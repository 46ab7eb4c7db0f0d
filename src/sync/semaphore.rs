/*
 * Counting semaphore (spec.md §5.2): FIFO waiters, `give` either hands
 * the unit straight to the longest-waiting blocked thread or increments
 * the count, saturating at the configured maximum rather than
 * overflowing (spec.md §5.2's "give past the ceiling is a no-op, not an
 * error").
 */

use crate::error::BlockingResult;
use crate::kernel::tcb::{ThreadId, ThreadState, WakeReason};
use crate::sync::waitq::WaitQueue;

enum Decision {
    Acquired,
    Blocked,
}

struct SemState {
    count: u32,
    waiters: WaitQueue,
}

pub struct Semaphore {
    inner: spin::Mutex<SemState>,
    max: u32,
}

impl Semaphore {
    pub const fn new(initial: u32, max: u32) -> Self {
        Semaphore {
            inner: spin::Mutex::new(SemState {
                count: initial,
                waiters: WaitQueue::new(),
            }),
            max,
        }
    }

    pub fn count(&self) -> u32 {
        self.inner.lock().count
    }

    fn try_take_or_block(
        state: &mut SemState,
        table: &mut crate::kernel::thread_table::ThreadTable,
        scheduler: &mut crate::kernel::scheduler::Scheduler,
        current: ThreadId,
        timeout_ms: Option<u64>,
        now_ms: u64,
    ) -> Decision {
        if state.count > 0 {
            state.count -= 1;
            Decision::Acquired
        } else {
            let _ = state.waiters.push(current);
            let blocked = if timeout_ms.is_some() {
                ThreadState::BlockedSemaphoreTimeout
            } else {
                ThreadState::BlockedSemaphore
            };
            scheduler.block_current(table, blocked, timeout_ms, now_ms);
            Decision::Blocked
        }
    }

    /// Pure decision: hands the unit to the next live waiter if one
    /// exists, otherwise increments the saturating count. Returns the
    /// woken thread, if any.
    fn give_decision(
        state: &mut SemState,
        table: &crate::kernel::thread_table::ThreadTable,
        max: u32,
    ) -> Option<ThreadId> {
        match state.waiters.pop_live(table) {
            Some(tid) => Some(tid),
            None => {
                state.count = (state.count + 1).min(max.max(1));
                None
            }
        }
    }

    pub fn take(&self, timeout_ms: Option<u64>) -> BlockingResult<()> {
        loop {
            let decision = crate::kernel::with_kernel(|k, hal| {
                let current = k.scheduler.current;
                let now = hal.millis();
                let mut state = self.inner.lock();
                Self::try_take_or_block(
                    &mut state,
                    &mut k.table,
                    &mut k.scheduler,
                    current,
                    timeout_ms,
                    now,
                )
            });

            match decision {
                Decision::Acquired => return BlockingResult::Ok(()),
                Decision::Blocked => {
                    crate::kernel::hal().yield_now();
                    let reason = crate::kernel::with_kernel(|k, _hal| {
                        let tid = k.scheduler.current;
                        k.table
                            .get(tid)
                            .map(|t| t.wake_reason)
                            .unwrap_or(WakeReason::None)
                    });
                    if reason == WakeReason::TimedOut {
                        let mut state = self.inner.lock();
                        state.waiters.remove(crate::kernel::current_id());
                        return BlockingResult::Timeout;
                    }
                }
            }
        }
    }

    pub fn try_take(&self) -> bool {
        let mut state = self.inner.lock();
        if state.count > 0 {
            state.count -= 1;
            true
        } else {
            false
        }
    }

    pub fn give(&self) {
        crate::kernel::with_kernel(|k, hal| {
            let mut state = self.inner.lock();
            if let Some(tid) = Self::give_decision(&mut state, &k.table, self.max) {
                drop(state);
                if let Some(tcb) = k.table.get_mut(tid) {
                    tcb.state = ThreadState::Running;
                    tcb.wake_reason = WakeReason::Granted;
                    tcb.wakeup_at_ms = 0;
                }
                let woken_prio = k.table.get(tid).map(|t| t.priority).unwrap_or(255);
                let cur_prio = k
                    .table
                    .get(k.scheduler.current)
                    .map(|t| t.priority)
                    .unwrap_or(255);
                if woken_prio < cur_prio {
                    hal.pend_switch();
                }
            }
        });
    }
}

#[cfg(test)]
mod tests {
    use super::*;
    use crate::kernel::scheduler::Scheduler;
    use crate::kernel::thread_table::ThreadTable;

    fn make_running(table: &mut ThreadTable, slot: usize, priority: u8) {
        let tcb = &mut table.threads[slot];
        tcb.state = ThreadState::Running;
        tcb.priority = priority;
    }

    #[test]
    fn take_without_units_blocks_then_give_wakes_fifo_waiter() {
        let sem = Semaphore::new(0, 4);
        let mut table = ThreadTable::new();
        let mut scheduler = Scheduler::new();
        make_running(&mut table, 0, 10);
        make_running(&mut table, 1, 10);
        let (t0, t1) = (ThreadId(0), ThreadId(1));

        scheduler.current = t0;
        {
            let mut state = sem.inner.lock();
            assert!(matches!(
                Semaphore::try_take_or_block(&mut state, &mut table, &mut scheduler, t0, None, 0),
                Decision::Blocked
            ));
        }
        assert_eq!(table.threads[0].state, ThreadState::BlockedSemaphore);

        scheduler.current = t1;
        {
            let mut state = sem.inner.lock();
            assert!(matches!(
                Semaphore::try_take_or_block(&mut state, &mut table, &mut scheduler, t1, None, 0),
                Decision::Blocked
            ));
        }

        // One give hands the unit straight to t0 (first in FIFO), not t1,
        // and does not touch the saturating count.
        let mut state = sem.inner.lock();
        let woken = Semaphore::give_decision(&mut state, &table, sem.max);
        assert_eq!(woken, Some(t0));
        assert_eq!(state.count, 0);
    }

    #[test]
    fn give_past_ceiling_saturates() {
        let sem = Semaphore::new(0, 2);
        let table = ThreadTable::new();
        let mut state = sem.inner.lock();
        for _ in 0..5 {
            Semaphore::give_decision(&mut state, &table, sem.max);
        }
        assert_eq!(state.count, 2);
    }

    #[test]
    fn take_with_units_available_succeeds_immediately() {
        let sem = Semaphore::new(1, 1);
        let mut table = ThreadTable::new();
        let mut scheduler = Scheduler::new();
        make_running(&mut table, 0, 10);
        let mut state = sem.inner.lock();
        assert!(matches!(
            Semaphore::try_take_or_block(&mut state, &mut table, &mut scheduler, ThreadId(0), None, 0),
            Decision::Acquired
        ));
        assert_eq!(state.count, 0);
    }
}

^^^^^^^^

**Work required**
In the records above, how many lines include "ThreadId"? Answer with the number alone.

**Solved problem**
5